What is expected. Determine how many lines of the material hold the word "PublicId", and answer with the number only.

··· Data

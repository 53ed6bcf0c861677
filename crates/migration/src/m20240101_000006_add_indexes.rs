use sea_orm_migration::prelude::*;

#[derive(DeriveMigrationName)]
pub struct Migration;

#[async_trait::async_trait]
impl MigrationTrait for Migration {
    async fn up(&self, manager: &SchemaManager) -> Result<(), DbErr> {
        // Booking: the dashboard lists newest-first
        manager
            .create_index(
                Index::create()
                    .name("idx_booking_created_at")
                    .table(Booking::Table)
                    .col(Booking::CreatedAt)
                    .to_owned(),
            )
            .await?;

        // Booking: status counters on the dashboard
        manager
            .create_index(
                Index::create()
                    .name("idx_booking_status")
                    .table(Booking::Table)
                    .col(Booking::Status)
                    .to_owned(),
            )
            .await?;

        // Image listings filter on is_active and sort by display_order
        manager
            .create_index(
                Index::create()
                    .name("idx_gallery_active_order")
                    .table(GalleryImage::Table)
                    .col(GalleryImage::IsActive)
                    .col(GalleryImage::DisplayOrder)
                    .to_owned(),
            )
            .await?;
        manager
            .create_index(
                Index::create()
                    .name("idx_home_active_order")
                    .table(HomeImage::Table)
                    .col(HomeImage::IsActive)
                    .col(HomeImage::DisplayOrder)
                    .to_owned(),
            )
            .await
    }

    async fn down(&self, manager: &SchemaManager) -> Result<(), DbErr> {
        manager
            .drop_index(Index::drop().name("idx_booking_created_at").table(Booking::Table).to_owned())
            .await?;
        manager
            .drop_index(Index::drop().name("idx_booking_status").table(Booking::Table).to_owned())
            .await?;
        manager
            .drop_index(Index::drop().name("idx_gallery_active_order").table(GalleryImage::Table).to_owned())
            .await?;
        manager
            .drop_index(Index::drop().name("idx_home_active_order").table(HomeImage::Table).to_owned())
            .await
    }
}

#[derive(DeriveIden)]
enum Booking { Table, CreatedAt, Status }

#[derive(DeriveIden)]
enum GalleryImage { Table, IsActive, DisplayOrder }

#[derive(DeriveIden)]
enum HomeImage { Table, IsActive, DisplayOrder }
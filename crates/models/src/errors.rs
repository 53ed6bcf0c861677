use thiserror::Error;

use crate::booking::BookingStatus;

#[derive(Debug, Error)]
pub enum ModelError {
    #[error("validation error: {0}")]
    Validation(String),
    #[error("not found: {0}")]
    NotFound(String),
    #[error("transition not allowed: {from} -> {to}")]
    Transition { from: BookingStatus, to: BookingStatus },
    #[error("database error: {0}")]
    Db(String),
}
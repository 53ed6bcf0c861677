//! Create `home_image` table; same shape as `gallery_image`, kept as a
//! separate table to match the slideshow's independent ordering.
use sea_orm_migration::{prelude::*, schema::*};

#[derive(DeriveMigrationName)]
pub struct Migration;

#[async_trait::async_trait]
impl MigrationTrait for Migration {
    async fn up(&self, manager: &SchemaManager) -> Result<(), DbErr> {
        manager
            .create_table(
                Table::create()
                    .table(HomeImage::Table)
                    .if_not_exists()
                    .col(pk_auto(HomeImage::Id))
                    .col(string_len(HomeImage::ImageUrl, 512).not_null())
                    .col(string_len(HomeImage::PublicId, 255).unique_key().not_null())
                    .col(string_len(HomeImage::Caption, 255).not_null())
                    .col(integer(HomeImage::DisplayOrder).not_null().default(0))
                    .col(boolean(HomeImage::IsActive).not_null().default(true))
                    .col(timestamp_with_time_zone(HomeImage::CreatedAt).not_null())
                    .to_owned(),
            )
            .await
    }

    async fn down(&self, manager: &SchemaManager) -> Result<(), DbErr> {
        manager.drop_table(Table::drop().table(HomeImage::Table).to_owned()).await
    }
}

#[derive(DeriveIden)]
enum HomeImage { Table, Id, ImageUrl, PublicId, Caption, DisplayOrder, IsActive, CreatedAt }
use std::sync::Arc;

use argon2::{Argon2, password_hash::{PasswordHasher, PasswordVerifier, SaltString}, PasswordHash};
use jsonwebtoken::{decode, encode, DecodingKey, EncodingKey, Header as JwtHeader, Validation};
use rand::rngs::OsRng;
use tracing::{info, instrument, warn};

use super::domain::{AdminClaims, ChangePasswordInput, LoginInput};
use super::errors::AuthError;
use super::repository::AdminRepository;

/// Auth service configuration
#[derive(Clone)]
pub struct AuthConfig {
    pub jwt_secret: String,
    pub session_ttl_hours: i64,
}

/// Admin auth business service independent of the web framework.
pub struct AuthService<R: AdminRepository> {
    repo: Arc<R>,
    cfg: AuthConfig,
}

impl<R: AdminRepository> AuthService<R> {
    pub fn new(repo: Arc<R>, cfg: AuthConfig) -> Self { Self { repo, cfg } }

    fn hash_password(password: &str) -> Result<String, AuthError> {
        let salt = SaltString::generate(&mut OsRng);
        Ok(Argon2::default()
            .hash_password(password.as_bytes(), &salt)
            .map_err(|e| AuthError::HashError(e.to_string()))?
            .to_string())
    }

    fn verify_password(password: &str, hash: &str) -> Result<(), AuthError> {
        let parsed = PasswordHash::new(hash).map_err(|e| AuthError::HashError(e.to_string()))?;
        Argon2::default()
            .verify_password(password.as_bytes(), &parsed)
            .map_err(|_| AuthError::Unauthorized)
    }

    /// Seed the bootstrap admin account from configuration when missing.
    /// A blank configured password leaves the table untouched.
    #[instrument(skip(self, password))]
    pub async fn ensure_bootstrap_admin(&self, username: &str, password: &str) -> Result<(), AuthError> {
        if self.repo.find_by_username(username).await?.is_some() {
            return Ok(());
        }
        if password.is_empty() {
            warn!(%username, "no bootstrap admin password configured; admin login unavailable");
            return Ok(());
        }
        let hash = Self::hash_password(password)?;
        let created = self.repo.create(username, &hash).await?;
        info!(admin_id = created.id, %username, "bootstrap admin created");
        Ok(())
    }

    /// Verify credentials and issue a signed session token with expiry.
    ///
    /// # Examples
    /// ```
    /// use std::sync::Arc;
    /// use service::auth::{AuthService, service::AuthConfig};
    /// use service::auth::domain::LoginInput;
    /// use service::auth::repository::mock::MockAdminRepository;
    /// let repo = Arc::new(MockAdminRepository::default());
    /// let svc = AuthService::new(repo, AuthConfig { jwt_secret: "secret".into(), session_ttl_hours: 12 });
    /// tokio_test::block_on(svc.ensure_bootstrap_admin("admin", "admin123")).unwrap();
    /// let token = tokio_test::block_on(svc.login(LoginInput { username: "admin".into(), password: "admin123".into() })).unwrap();
    /// let claims = svc.verify_token(&token).unwrap();
    /// assert_eq!(claims.sub, "admin");
    /// ```
    #[instrument(skip(self, input), fields(username = %input.username))]
    pub async fn login(&self, input: LoginInput) -> Result<String, AuthError> {
        let account = self
            .repo
            .find_by_username(&input.username)
            .await?
            .ok_or(AuthError::Unauthorized)?;
        Self::verify_password(&input.password, &account.password_hash)?;

        let exp = (chrono::Utc::now() + chrono::Duration::hours(self.cfg.session_ttl_hours)).timestamp() as usize;
        let claims = AdminClaims { sub: account.username.clone(), uid: account.id, exp };
        let token = encode(
            &JwtHeader::default(),
            &claims,
            &EncodingKey::from_secret(self.cfg.jwt_secret.as_bytes()),
        )
        .map_err(|e| AuthError::TokenError(e.to_string()))?;
        info!(admin_id = account.id, "admin_logged_in");
        Ok(token)
    }

    /// Validate a session token's signature and expiry.
    pub fn verify_token(&self, token: &str) -> Result<AdminClaims, AuthError> {
        let data = decode::<AdminClaims>(
            token,
            &DecodingKey::from_secret(self.cfg.jwt_secret.as_bytes()),
            &Validation::default(),
        )
        .map_err(|e| AuthError::TokenError(e.to_string()))?;
        Ok(data.claims)
    }

    /// Re-verify the old password and persist a new hash.
    #[instrument(skip(self, input))]
    pub async fn change_password(&self, username: &str, input: ChangePasswordInput) -> Result<(), AuthError> {
        if input.new_password.len() < 8 {
            return Err(AuthError::Validation("password too short (>=8)".into()));
        }
        let account = self
            .repo
            .find_by_username(username)
            .await?
            .ok_or(AuthError::NotFound)?;
        Self::verify_password(&input.old_password, &account.password_hash)?;
        let hash = Self::hash_password(&input.new_password)?;
        self.repo.update_password(account.id, &hash).await?;
        info!(admin_id = account.id, "admin_password_changed");
        Ok(())
    }
}

#[cfg(test)]
mod tests {
    use super::*;
    use crate::auth::repository::mock::MockAdminRepository;

    fn svc() -> AuthService<MockAdminRepository> {
        AuthService::new(
            Arc::new(MockAdminRepository::default()),
            AuthConfig { jwt_secret: "test-secret".into(), session_ttl_hours: 12 },
        )
    }

    #[tokio::test]
    async fn bootstrap_then_login_round_trips_claims() {
        let svc = svc();
        svc.ensure_bootstrap_admin("admin", "admin123").await.expect("seed");
        // Second call is a no-op, not an error
        svc.ensure_bootstrap_admin("admin", "other-password").await.expect("idempotent");

        let token = svc
            .login(LoginInput { username: "admin".into(), password: "admin123".into() })
            .await
            .expect("login");
        let claims = svc.verify_token(&token).expect("verify");
        assert_eq!(claims.sub, "admin");
        assert!(claims.exp > chrono::Utc::now().timestamp() as usize);
    }

    #[tokio::test]
    async fn wrong_password_and_unknown_user_are_unauthorized() {
        let svc = svc();
        svc.ensure_bootstrap_admin("admin", "admin123").await.expect("seed");

        let err = svc
            .login(LoginInput { username: "admin".into(), password: "wrong".into() })
            .await
            .unwrap_err();
        assert!(matches!(err, AuthError::Unauthorized));

        let err = svc
            .login(LoginInput { username: "ghost".into(), password: "admin123".into() })
            .await
            .unwrap_err();
        assert!(matches!(err, AuthError::Unauthorized));
    }

    #[tokio::test]
    async fn expired_or_tampered_tokens_rejected() {
        let svc = AuthService::new(
            Arc::new(MockAdminRepository::default()),
            AuthConfig { jwt_secret: "test-secret".into(), session_ttl_hours: -1 },
        );
        svc.ensure_bootstrap_admin("admin", "admin123").await.expect("seed");
        let token = svc
            .login(LoginInput { username: "admin".into(), password: "admin123".into() })
            .await
            .expect("login issues even when already expired");
        assert!(matches!(svc.verify_token(&token), Err(AuthError::TokenError(_))));

        let other = AuthService::new(
            Arc::new(MockAdminRepository::default()),
            AuthConfig { jwt_secret: "another-secret".into(), session_ttl_hours: 12 },
        );
        assert!(matches!(other.verify_token(&token), Err(AuthError::TokenError(_))));
    }

    #[tokio::test]
    async fn change_password_persists_and_old_stops_working() {
        let svc = svc();
        svc.ensure_bootstrap_admin("admin", "admin123").await.expect("seed");

        svc.change_password(
            "admin",
            ChangePasswordInput { old_password: "admin123".into(), new_password: "brand-new-pass".into() },
        )
        .await
        .expect("change");

        assert!(svc
            .login(LoginInput { username: "admin".into(), password: "admin123".into() })
            .await
            .is_err());
        svc.login(LoginInput { username: "admin".into(), password: "brand-new-pass".into() })
            .await
            .expect("new password works");
    }

    #[tokio::test]
    async fn change_password_rejects_short_or_wrong_old() {
        let svc = svc();
        svc.ensure_bootstrap_admin("admin", "admin123").await.expect("seed");

        let err = svc
            .change_password("admin", ChangePasswordInput { old_password: "admin123".into(), new_password: "short".into() })
            .await
            .unwrap_err();
        assert!(matches!(err, AuthError::Validation(_)));

        let err = svc
            .change_password("admin", ChangePasswordInput { old_password: "nope".into(), new_password: "long-enough-pass".into() })
            .await
            .unwrap_err();
        assert!(matches!(err, AuthError::Unauthorized));
    }
}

······

Reply to the exercise. 2